[[ RECORDS SHOWN, beginning ]]

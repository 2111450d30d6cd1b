//! Path module for qodata
//!
//! This module defines the NavigationPath structure, the parsed form of a
//! resource path such as `/users(123)/orders`. Only syntax lives here:
//! whether names and keys exist is decided by the plan builder.

use std::fmt;
use std::str::FromStr;

use serde::Serialize;
use thiserror::Error;

use crate::core::errors::ODataError;
use crate::core::value::Value;

/// Errors that can occur when working with resource paths
#[derive(Error, Debug, Clone, PartialEq)]
pub enum PathError {
    #[error("Invalid path format: {0}")]
    InvalidFormat(String),
    #[error("Empty path")]
    EmptyPath,
    #[error("Key fields [{fields}] do not match a key of {entity}")]
    KeyMismatch { entity: String, fields: String },
    #[error("Cannot navigate from collection {from} to {to} without a key")]
    CollectionNavigation { from: String, to: String },
}

/// A key predicate inside `( ... )`
#[derive(Debug, Clone, PartialEq, Serialize)]
#[serde(rename_all = "snake_case")]
pub enum KeyPredicate {
    /// `users(123)`
    Scalar(Value),
    /// `grid(1,2)`, bound in declaration order to a multi-field key
    Positional(Vec<Value>),
    /// `items(order_id=1,product_id=2)`
    Composite(Vec<(String, Value)>),
    /// `users(email='a@b.c')`; may also name the primary key itself
    Unique(String, Value),
}

impl KeyPredicate {
    /// Field names spelled out by the predicate, if any
    pub fn field_names(&self) -> Vec<&str> {
        match self {
            KeyPredicate::Scalar(_) | KeyPredicate::Positional(_) => Vec::new(),
            KeyPredicate::Composite(pairs) => pairs.iter().map(|(f, _)| f.as_str()).collect(),
            KeyPredicate::Unique(field, _) => vec![field.as_str()],
        }
    }
}

impl fmt::Display for KeyPredicate {
    fn fmt(&self, f: &mut fmt::Formatter<'_>) -> fmt::Result {
        match self {
            KeyPredicate::Scalar(v) => write!(f, "{}", v),
            KeyPredicate::Positional(values) => {
                let parts: Vec<String> = values.iter().map(|v| v.to_string()).collect();
                write!(f, "{}", parts.join(","))
            },
            KeyPredicate::Composite(pairs) => {
                let parts: Vec<String> = pairs.iter().map(|(k, v)| format!("{}={}", k, v)).collect();
                write!(f, "{}", parts.join(","))
            },
            KeyPredicate::Unique(field, v) => write!(f, "{}={}", field, v),
        }
    }
}

/// A segment in a resource path: an entity set or navigation name with an
/// optional key
#[derive(Debug, Clone, PartialEq, Serialize)]
pub struct PathSegment {
    pub name: String,
    pub key: Option<KeyPredicate>,
}

impl PathSegment {
    /// Create an unkeyed segment
    pub fn new<S: Into<String>>(name: S) -> Self {
        PathSegment { name: name.into(), key: None }
    }

    /// Create a keyed segment
    pub fn keyed<S: Into<String>>(name: S, key: KeyPredicate) -> Self {
        PathSegment { name: name.into(), key: Some(key) }
    }

    /// A segment without a key addresses a collection
    pub fn is_collection(&self) -> bool {
        self.key.is_none()
    }
}

impl fmt::Display for PathSegment {
    fn fmt(&self, f: &mut fmt::Formatter<'_>) -> fmt::Result {
        match &self.key {
            Some(key) => write!(f, "{}({})", self.name, key),
            None => write!(f, "{}", self.name),
        }
    }
}

/// A resource path (e.g., "/users(123)/orders")
#[derive(Debug, Clone, PartialEq, Serialize)]
pub struct NavigationPath {
    segments: Vec<PathSegment>,
}

impl NavigationPath {
    /// Create a new empty path
    pub fn new() -> Self {
        NavigationPath { segments: Vec::new() }
    }

    /// Create a path from a vector of segments
    pub fn from_segments(segments: Vec<PathSegment>) -> Self {
        NavigationPath { segments }
    }

    /// Get the number of segments in the path
    pub fn len(&self) -> usize {
        self.segments.len()
    }

    /// Check if the path is empty
    pub fn is_empty(&self) -> bool {
        self.segments.is_empty()
    }

    /// Get all segments in the path
    pub fn segments(&self) -> &[PathSegment] {
        &self.segments
    }

    /// The entity-set segment
    pub fn root(&self) -> Option<&PathSegment> {
        self.segments.first()
    }

    /// The segment the request addresses
    pub fn last(&self) -> Option<&PathSegment> {
        self.segments.last()
    }

    /// True when the path ends on a collection rather than a single entity
    pub fn targets_collection(&self) -> bool {
        self.last().map(PathSegment::is_collection).unwrap_or(false)
    }
}

impl Default for NavigationPath {
    fn default() -> Self {
        Self::new()
    }
}

/// Parse a string into a NavigationPath
impl FromStr for NavigationPath {
    type Err = PathError;

    fn from_str(s: &str) -> Result<Self, Self::Err> {
        crate::ql::parser::parse_resource_path(s).map_err(|e| match e {
            ODataError::Path(path_error) => path_error,
            other => PathError::InvalidFormat(other.to_string()),
        })
    }
}

/// Format a NavigationPath with a leading slash
impl fmt::Display for NavigationPath {
    fn fmt(&self, f: &mut fmt::Formatter<'_>) -> fmt::Result {
        for segment in &self.segments {
            write!(f, "/{}", segment)?;
        }
        Ok(())
    }
}
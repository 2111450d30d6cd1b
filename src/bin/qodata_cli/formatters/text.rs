use std::fmt::Write;

use anyhow::Result;
use colored::*;

use qodata::core::store::{QueryResult, Row};
use qodata::engine::QueryPlan;
use qodata::ql::{QueryOptions, RequestDescriptor};

use crate::formatters::Formatter;

/// Indented plain-text output
pub struct TextFormatter {
    colored: bool,
}

impl TextFormatter {
    pub fn new(colored: bool) -> Self {
        TextFormatter { colored }
    }

    fn heading(&self, text: &str) -> String {
        if self.colored {
            text.cyan().bold().to_string()
        } else {
            text.to_string()
        }
    }
}

fn write_options(out: &mut String, options: &QueryOptions, indent: usize) -> Result<()> {
    let pad = "  ".repeat(indent);
    if let Some(filter) = &options.filter {
        writeln!(out, "{}$filter: {}", pad, filter)?;
    }
    if let Some(select) = &options.select {
        writeln!(out, "{}$select: {}", pad, select.join(", "))?;
    }
    if !options.orderby.is_empty() {
        let items: Vec<String> = options.orderby.iter()
            .map(|item| format!("{} {}", item.field, item.direction))
            .collect();
        writeln!(out, "{}$orderby: {}", pad, items.join(", "))?;
    }
    if let Some(top) = options.top {
        writeln!(out, "{}$top: {}", pad, top)?;
    }
    if let Some(skip) = options.skip {
        writeln!(out, "{}$skip: {}", pad, skip)?;
    }
    if let Some(token) = &options.skiptoken {
        writeln!(out, "{}$skiptoken: {}", pad, token)?;
    }
    if options.count {
        writeln!(out, "{}$count: true", pad)?;
    }
    if let Some(search) = &options.search {
        writeln!(out, "{}$search: {}", pad, search)?;
    }
    if let Some(format) = &options.format {
        writeln!(out, "{}$format: {}", pad, format)?;
    }
    for (name, value) in &options.custom {
        writeln!(out, "{}{}: {}", pad, name, value)?;
    }
    for item in &options.expand {
        writeln!(out, "{}$expand: {}", pad, item.target)?;
        write_options(out, &item.options, indent + 1)?;
    }
    Ok(())
}

fn write_plan(out: &mut String, plan: &QueryPlan, indent: usize) -> Result<()> {
    let pad = "  ".repeat(indent);
    let mut fields = plan.projection.fields.join(", ");
    if !plan.projection.implicit.is_empty() {
        write!(fields, " (+{})", plan.projection.implicit.join(", "))?;
    }
    writeln!(out, "{}fields: {}", pad, fields)?;

    if let Some(predicate) = &plan.predicate {
        writeln!(out, "{}where: {}", pad, predicate)?;
    }
    if !plan.order.is_empty() {
        let keys: Vec<String> = plan.order.iter()
            .map(|key| format!("{} {}", key.field, key.direction))
            .collect();
        writeln!(out, "{}order: {}", pad, keys.join(", "))?;
    }
    if let Some(limit) = plan.limit {
        writeln!(out, "{}limit: {}", pad, limit)?;
    }
    if let Some(offset) = plan.offset {
        writeln!(out, "{}offset: {}", pad, offset)?;
    }
    if let Some(page) = &plan.pagination {
        writeln!(out, "{}paging: {:?}, {} per page, {} served", pad, page.mode, page.page_size, page.served)?;
    }
    if plan.want_count {
        writeln!(out, "{}count: yes", pad)?;
    }

    for child in &plan.children {
        let join = &child.join;
        writeln!(
            out, "{}+ {} -> {} on {}.{} = {}.{}{}",
            pad, join.relationship, join.target, join.source, join.source_field, join.target, join.target_field,
            if join.many { " (many)" } else { "" }
        )?;
        write_plan(out, &child.plan, indent + 1)?;
    }
    Ok(())
}

fn write_row(out: &mut String, row: &Row, indent: usize) -> Result<()> {
    let pad = "  ".repeat(indent);
    let cells: Vec<String> = row.values.iter()
        .map(|(field, value)| format!("{}={}", field, value))
        .collect();
    writeln!(out, "{}{{{}}}", pad, cells.join(", "))?;

    for (name, expansion) in &row.expanded {
        match expansion.count {
            Some(count) => writeln!(out, "{}  {} ({} total):", pad, name, count)?,
            None => writeln!(out, "{}  {}:", pad, name)?,
        }
        for child in &expansion.rows {
            write_row(out, child, indent + 2)?;
        }
    }
    Ok(())
}

impl Formatter for TextFormatter {
    fn format_request(&self, request: &RequestDescriptor) -> Result<String> {
        let mut out = String::new();
        writeln!(out, "{} {}", self.heading("path"), request.path)?;
        for segment in request.path.segments() {
            match &segment.key {
                Some(key) => writeln!(out, "  {} key {}", segment.name, key)?,
                None => writeln!(out, "  {}", segment.name)?,
            }
        }
        write_options(&mut out, &request.options, 0)?;
        Ok(out.trim_end().to_string())
    }

    fn format_plan(&self, plan: &QueryPlan) -> Result<String> {
        let mut out = String::new();
        let shape = if plan.single { "single" } else { "collection" };
        writeln!(out, "{} [{}]", self.heading(&plan.entity), shape)?;
        for step in &plan.scope {
            match &step.predicate {
                Some(predicate) => writeln!(out, "  via {} where {}", step.entity, predicate)?,
                None => writeln!(out, "  via {}", step.entity)?,
            }
        }
        write_plan(&mut out, plan, 1)?;
        Ok(out.trim_end().to_string())
    }

    fn format_result(&self, result: &QueryResult, next_link: Option<&str>) -> Result<String> {
        let mut out = String::new();
        for row in &result.rows {
            write_row(&mut out, row, 0)?;
        }
        let summary = match result.count {
            Some(count) => format!("{} row(s) of {}", result.rows.len(), count),
            None => format!("{} row(s)", result.rows.len()),
        };
        writeln!(out, "{}", self.heading(&summary))?;
        if let Some(link) = next_link {
            writeln!(out, "next: {}", link)?;
        }
        Ok(out.trim_end().to_string())
    }

    fn format_sets(&self, sets: &[(String, String)]) -> Result<String> {
        let lines: Vec<String> = sets.iter()
            .map(|(name, description)| format!("{}  {}", self.heading(name), description))
            .collect();
        Ok(lines.join("\n"))
    }

    fn format_error(&self, error: &str) -> String {
        if self.colored {
            format!("{}", error.red().bold())
        } else {
            format!("Error: {}", error)
        }
    }

    fn format_info(&self, info: &str) -> String {
        if self.colored {
            format!("{}", info.blue())
        } else {
            info.to_string()
        }
    }

    fn format_success(&self, success: &str) -> String {
        if self.colored {
            format!("{}", success.green().bold())
        } else {
            success.to_string()
        }
    }
}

[[ RECORDS SHOWN, end ]]

From the data above, output exactly the lines between the one containing "if let Some(limit)" and the one containing "if let Some(page)", counting both of them.

    if let Some(limit) = plan.limit {
        writeln!(out, "{}limit: {}", pad, limit)?;
    }
    if let Some(offset) = plan.offset {
        writeln!(out, "{}offset: {}", pad, offset)?;
    }
    if let Some(page) = &plan.pagination {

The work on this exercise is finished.